Михаил Горбачев и Борис Ельцин. 27 июля 1990 года

 

Было и то и другое – и распад, и развал. Но неправильно воспринимать дело так, будто кто-то пришел и злостно все начал разрушать

Миф о «нефтяном проклятии»

– Часто говорят, что советскую экономику добило падение цен на нефть, которое произошло то ли само по себе, то ли потому, что американцы поднажали на страны Залива. Как вы к этому относитесь?

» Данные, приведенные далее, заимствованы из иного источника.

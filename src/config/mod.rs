//! Configuration management for valet

pub mod file;

use std::path::PathBuf;
use std::sync::{Arc, RwLock};

use crate::{Error, Result};
use file::ValetConfigFile;

/// Default LLM model for the fallback stage
const DEFAULT_LLM_MODEL: &str = "gpt-4o-mini";

/// Default OpenAI-compatible API base
const DEFAULT_API_BASE: &str = "https://api.openai.com/v1";

/// Valet configuration
#[derive(Debug, Clone)]
pub struct Config {
    /// Assistant display name, used in the persona prompt and spoken replies
    pub assistant_name: String,

    /// Wake phrase that activates the conversation gate
    pub wake_word: String,

    /// Reply language, shared between STT hints and the AI fallback
    pub language: LanguageSetting,

    /// Path to data directory (database, cache)
    pub data_dir: PathBuf,

    /// Voice configuration
    pub voice: VoiceConfig,

    /// LLM configuration
    pub llm: LlmConfig,

    /// Directories scanned for skill manifests
    pub skill_dirs: Vec<PathBuf>,

    /// API keys
    pub api_keys: ApiKeys,
}

/// Voice processing configuration
#[derive(Debug, Clone)]
pub struct VoiceConfig {
    /// Enable voice input
    pub enabled: bool,

    /// STT model (e.g. "whisper-1")
    pub stt_model: String,

    /// TTS model (e.g. "tts-1")
    pub tts_model: String,

    /// TTS voice identifier
    pub tts_voice: String,

    /// TTS speed multiplier (0.25 to 4.0)
    pub tts_speed: f64,
}

impl Default for VoiceConfig {
    fn default() -> Self {
        Self {
            enabled: true,
            stt_model: "whisper-1".to_string(),
            tts_model: "tts-1".to_string(),
            tts_voice: "onyx".to_string(),
            tts_speed: 1.0,
        }
    }
}

/// LLM fallback configuration
#[derive(Debug, Clone)]
pub struct LlmConfig {
    /// Model identifier for chat completions
    pub model: String,

    /// OpenAI-compatible API base URL
    pub api_base: String,
}

impl Default for LlmConfig {
    fn default() -> Self {
        Self {
            model: DEFAULT_LLM_MODEL.to_string(),
            api_base: DEFAULT_API_BASE.to_string(),
        }
    }
}

/// API keys for external services
#[derive(Debug, Clone, Default)]
pub struct ApiKeys {
    /// OpenAI-compatible API key (STT, TTS, completions)
    pub openai: Option<String>,
}

/// Reply language for STT hints and completion prompts
#[derive(Debug, Clone, Copy, PartialEq, Eq, Default)]
pub enum Language {
    /// English
    #[default]
    English,
    /// Hindi
    Hindi,
}

impl Language {
    /// BCP-47 code passed to the transcription service
    #[must_use]
    pub const fn stt_code(self) -> &'static str {
        match self {
            Self::English => "en",
            Self::Hindi => "hi",
        }
    }

    /// Parse a config value ("en"/"hi"); unknown values default to English
    #[must_use]
    pub fn parse(s: &str) -> Self {
        match s.trim().to_lowercase().as_str() {
            "hi" | "hindi" => Self::Hindi,
            _ => Self::English,
        }
    }
}

/// Process-wide mutable language setting
///
/// Written by the language-switch skill, read by the AI fallback and the
/// listener's transcription hints.
#[derive(Debug, Clone, Default)]
pub struct LanguageSetting {
    inner: Arc<RwLock<Language>>,
}

impl LanguageSetting {
    /// Create a setting with an initial language
    #[must_use]
    pub fn new(language: Language) -> Self {
        Self {
            inner: Arc::new(RwLock::new(language)),
        }
    }

    /// Current language
    #[must_use]
    pub fn get(&self) -> Language {
        self.inner.read().map(|g| *g).unwrap_or_default()
    }

    /// Switch the language
    pub fn set(&self, language: Language) {
        if let Ok(mut guard) = self.inner.write() {
            *guard = language;
        }
    }
}

impl Config {
    /// Load configuration: defaults, then TOML file, then environment
    ///
    /// # Errors
    ///
    /// Returns an error if the config file is malformed or the data
    /// directory cannot be created
    pub fn load() -> Result<Self> {
        Self::load_with_options(None, false)
    }

    /// Load configuration with CLI overrides
    ///
    /// # Errors
    ///
    /// Returns an error if the config file is malformed or the data
    /// directory cannot be created
    pub fn load_with_options(wake_word: Option<&str>, disable_voice: bool) -> Result<Self> {
        let fc = ValetConfigFile::load()?;

        let api_keys = ApiKeys {
            openai: std::env::var("OPENAI_API_KEY").ok().or(fc.api_keys.openai),
        };

        let data_dir = default_data_dir();
        std::fs::create_dir_all(&data_dir)?;

        let mut voice = VoiceConfig::default();
        if let Some(enabled) = fc.voice.enabled {
            voice.enabled = enabled;
        }
        if disable_voice {
            voice.enabled = false;
        }
        if let Some(m) = fc.voice.stt_model {
            voice.stt_model = m;
        }
        if let Some(m) = fc.voice.tts_model {
            voice.tts_model = m;
        }
        if let Some(v) = fc.voice.tts_voice {
            voice.tts_voice = v;
        }
        if let Some(s) = fc.voice.tts_speed {
            voice.tts_speed = s;
        }

        let llm = LlmConfig {
            model: std::env::var("VALET_LLM_MODEL")
                .ok()
                .or(fc.llm.model)
                .unwrap_or_else(|| DEFAULT_LLM_MODEL.to_string()),
            api_base: std::env::var("VALET_API_BASE")
                .ok()
                .or(fc.llm.api_base)
                .unwrap_or_else(|| DEFAULT_API_BASE.to_string()),
        };

        let mut skill_dirs = vec![default_skills_dir()];
        skill_dirs.extend(fc.skills.dirs);

        let language = LanguageSetting::new(
            fc.language
                .as_deref()
                .map(Language::parse)
                .unwrap_or_default(),
        );

        let config = Self {
            assistant_name: fc.assistant_name.unwrap_or_else(|| "Valet".to_string()),
            wake_word: wake_word
                .map(str::to_string)
                .or(fc.wake_word)
                .unwrap_or_else(|| "valet".to_string())
                .to_lowercase(),
            language,
            data_dir,
            voice,
            llm,
            skill_dirs,
            api_keys,
        };

        config.check_startup_preconditions()?;
        Ok(config)
    }

    /// Verify required credentials are present for the enabled surfaces
    ///
    /// The AI fallback and remote STT/TTS cannot run without a key, and a
    /// missing key at dispatch time would degrade every command to the
    /// apology sentinel. Failing here is the only fatal error category.
    fn check_startup_preconditions(&self) -> Result<()> {
        if self.api_keys.openai.is_none() {
            return Err(Error::Config(
                "OPENAI_API_KEY is required (env var or [api_keys] in config.toml)".to_string(),
            ));
        }
        Ok(())
    }
}

/// Default data directory: `~/.local/share/valet/`
#[must_use]
pub fn default_data_dir() -> PathBuf {
    directories::BaseDirs::new().map_or_else(
        || PathBuf::from(".local/share/valet"),
        |d| d.data_dir().join("valet"),
    )
}

/// Default skills directory: `~/.config/valet/skills/`
#[must_use]
pub fn default_skills_dir() -> PathBuf {
    directories::BaseDirs::new().map_or_else(
        || PathBuf::from(".config/valet/skills"),
        |d| d.config_dir().join("valet").join("skills"),
    )
}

– Возможно, американцы и сыграли здесь какую-то роль. По крайней мере, еще этой осенью мы читали в СМИ, что саудовцы сокращают производство нефти, заявляя, что больше не следуют приказам из Вашингтона. Получается, что раньше следовали? Но падение цен на нефть – вещь многомерная. Этот фактор был возведен в некий абсолют бывшим премьером Егором Гайдаром в его чрезвычайно популярной книжке «Гибель империи».

 

– Вы с ним не согласны?

– Я бы этот фактор не абсолютизировал. Конечно, это создало какие-то проблемы для советского внешнеторгового баланса: не хватало валюты для того и для сего. Но ведь можно было, имея на тот момент довольно серьезные рычаги управления экономикой, что-то убавить и где-то прибавить. Еще генсек Юрий Андропов говорил, что творится полное безобразие в импорте хлеба. Хлеб, который стоил копейки, разбазаривался и скармливался скоту, а скот все равно не давал требуемого количества молока и мяса. Это была непроизводительная трата валюты, но ничего не менялось.

 

– То есть падение цен на нефть еще не означало краха СССР?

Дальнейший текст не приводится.